*Work instruction*. Every line below from the one containing "self.detach(SinkKind::Local)" through the one containing "pub fn attach(&mut" must be transcribed exactly. Omit all lines outside that stretch.

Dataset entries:
▼
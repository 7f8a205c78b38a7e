//! Media binding
//!
//! The [`MediaBinder`] owns the two named sinks (local preview and remote
//! playback) and keeps at most one source attached to each. It never produces
//! media on its own: local sources come from capture acquisition, remote
//! sources from track-arrival notifications.
//!
//! Actually playing or previewing a source is the job of the presentation
//! layer, reached through the [`MediaRenderer`] trait.
//!
//! ```rust
//! use std::sync::Arc;
//! use rvoip_session_arbiter::media::{MediaBinder, MediaSource, NullRenderer, SinkKind};
//!
//! let mut binder = MediaBinder::new(Arc::new(NullRenderer));
//! binder.attach_remote(MediaSource::new("stream-1")).unwrap();
//! assert_eq!(binder.source(SinkKind::Remote).map(|s| s.id.as_str()), Some("stream-1"));
//!
//! assert!(binder.detach_remote());
//! assert!(!binder.detach_remote()); // already empty
//! ```

use std::fmt;
use std::sync::Arc;

use chrono::{DateTime, Utc};
use serde::{Deserialize, Serialize};
use tracing::{debug, info, warn};

use crate::error::MediaError;

/// Opaque reference to a media stream produced by capture or by the transport
#[derive(Debug, Clone, PartialEq, Eq, Hash, Serialize, Deserialize)]
pub struct MediaSource {
    pub id: String,
    #[serde(default)]
    pub label: Option<String>,
}

impl MediaSource {
    pub fn new(id: impl Into<String>) -> Self {
        Self {
            id: id.into(),
            label: None,
        }
    }

    pub fn with_label(mut self, label: impl Into<String>) -> Self {
        self.label = Some(label.into());
        self
    }
}

impl fmt::Display for MediaSource {
    fn fmt(&self, f: &mut fmt::Formatter<'_>) -> fmt::Result {
        match &self.label {
            Some(label) => write!(f, "{} ({})", self.id, label),
            None => write!(f, "{}", self.id),
        }
    }
}

/// Named media destination
#[derive(Debug, Clone, Copy, PartialEq, Eq, Hash, Serialize, Deserialize)]
#[serde(rename_all = "snake_case")]
pub enum SinkKind {
    /// Local preview of the capture source
    Local,
    /// Playback of the peer's audio
    Remote,
}

impl fmt::Display for SinkKind {
    fn fmt(&self, f: &mut fmt::Formatter<'_>) -> fmt::Result {
        match self {
            SinkKind::Local => write!(f, "local"),
            SinkKind::Remote => write!(f, "remote"),
        }
    }
}

/// Presentation-side output for a sink
pub trait MediaRenderer: Send + Sync {
    /// Start presenting `source` on `sink`
    fn render(&self, sink: SinkKind, source: &MediaSource) -> Result<(), MediaError>;

    /// Stop presenting whatever `sink` shows
    fn release(&self, sink: SinkKind);
}

/// Renderer for headless use
#[derive(Debug, Default, Clone, Copy)]
pub struct NullRenderer;

impl MediaRenderer for NullRenderer {
    fn render(&self, _sink: SinkKind, _source: &MediaSource) -> Result<(), MediaError> {
        Ok(())
    }

    fn release(&self, _sink: SinkKind) {}
}

/// One sink and the source currently attached to it
#[derive(Debug, Clone, PartialEq, Eq, Serialize)]
pub struct MediaBinding {
    pub sink: SinkKind,
    pub source: Option<MediaSource>,
    pub attached_at: Option<DateTime<Utc>>,
}

impl MediaBinding {
    fn new(sink: SinkKind) -> Self {
        Self {
            sink,
            source: None,
            attached_at: None,
        }
    }

    pub fn is_attached(&self) -> bool {
        self.source.is_some()
    }
}

/// Keeps the local and remote sinks bound to at most one source each
pub struct MediaBinder {
    renderer: Arc<dyn MediaRenderer>,
    local: MediaBinding,
    remote: MediaBinding,
}

impl fmt::Debug for MediaBinder {
    fn fmt(&self, f: &mut fmt::Formatter<'_>) -> fmt::Result {
        f.debug_struct("MediaBinder")
            .field("renderer", &"<renderer>")
            .field("local", &self.local)
            .field("remote", &self.remote)
            .finish()
    }
}

impl MediaBinder {
    pub fn new(renderer: Arc<dyn MediaRenderer>) -> Self {
        Self {
            renderer,
            local: MediaBinding::new(SinkKind::Local),
            remote: MediaBinding::new(SinkKind::Remote),
        }
    }

    pub fn attach_local(&mut self, source: MediaSource) -> Result<(), MediaError> {
        self.attach(SinkKind::Local, source)
    }

    pub fn attach_remote(&mut self, source: MediaSource) -> Result<(), MediaError> {
        self.attach(SinkKind::Remote, source)
    }

    pub fn detach_local(&mut self) -> bool {
        self.detach(SinkKind::Local)
    }

    pub fn detach_remote(&mut self) -> bool {
        self.detach(SinkKind::Remote)
    }

    /// Attach `source` to `sink`, detaching any previous source first.
    ///
    /// On a render failure the sink is left unattached.
    pub fn attach(&mut self, sink: SinkKind, source: MediaSource) -> Result<(), MediaError> {
        if self.binding(sink).source.as_ref() == Some(&source) {
            debug!(%sink, source = %source, "Source already attached");
            return Ok(());
        }

        self.detach(sink);

        if let Err(e) = self.renderer.render(sink, &source) {
            warn!(%sink, source = %source, error = %e, "Failed to attach media source");
            return Err(e);
        }

        info!(%sink, source = %source, "Attached media source");
        let binding = self.binding_mut(sink);
        binding.source = Some(source);
        binding.attached_at = Some(Utc::now());
        Ok(())
    }

    /// Detach whatever `sink` holds. Returns false if it was already empty.
    pub fn detach(&mut self, sink: SinkKind) -> bool {
        let binding = self.binding_mut(sink);
        let Some(previous) = binding.source.take() else {
            return false;
        };
        binding.attached_at = None;

        self.renderer.release(sink);
        info!(%sink, source = %previous, "Detached media source");
        true
    }

    pub fn source(&self, sink: SinkKind) -> Option<&MediaSource> {
        self.binding(sink).source.as_ref()
    }

    pub fn local_source(&self) -> Option<&MediaSource> {
        self.source(SinkKind::Local)
    }

    pub fn remote_source(&self) -> Option<&MediaSource> {
        self.source(SinkKind::Remote)
    }

    pub fn binding(&self, sink: SinkKind) -> &MediaBinding {
        match sink {
            SinkKind::Local => &self.local,
            SinkKind::Remote => &self.remote,
        }
    }

    fn binding_mut(&mut self, sink: SinkKind) -> &mut MediaBinding {
        match sink {
            SinkKind::Local => &mut self.local,
            SinkKind::Remote => &mut self.remote,
        }
    }
}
▲
*Worked solution*.
        self.detach(SinkKind::Local)
    }

    pub fn detach_remote(&mut self) -> bool {
        self.detach(SinkKind::Remote)
    }

    /// Attach `source` to `sink`, detaching any previous source first.
    ///
    /// On a render failure the sink is left unattached.
    pub fn attach(&mut self, sink: SinkKind, source: MediaSource) -> Result<(), MediaError> {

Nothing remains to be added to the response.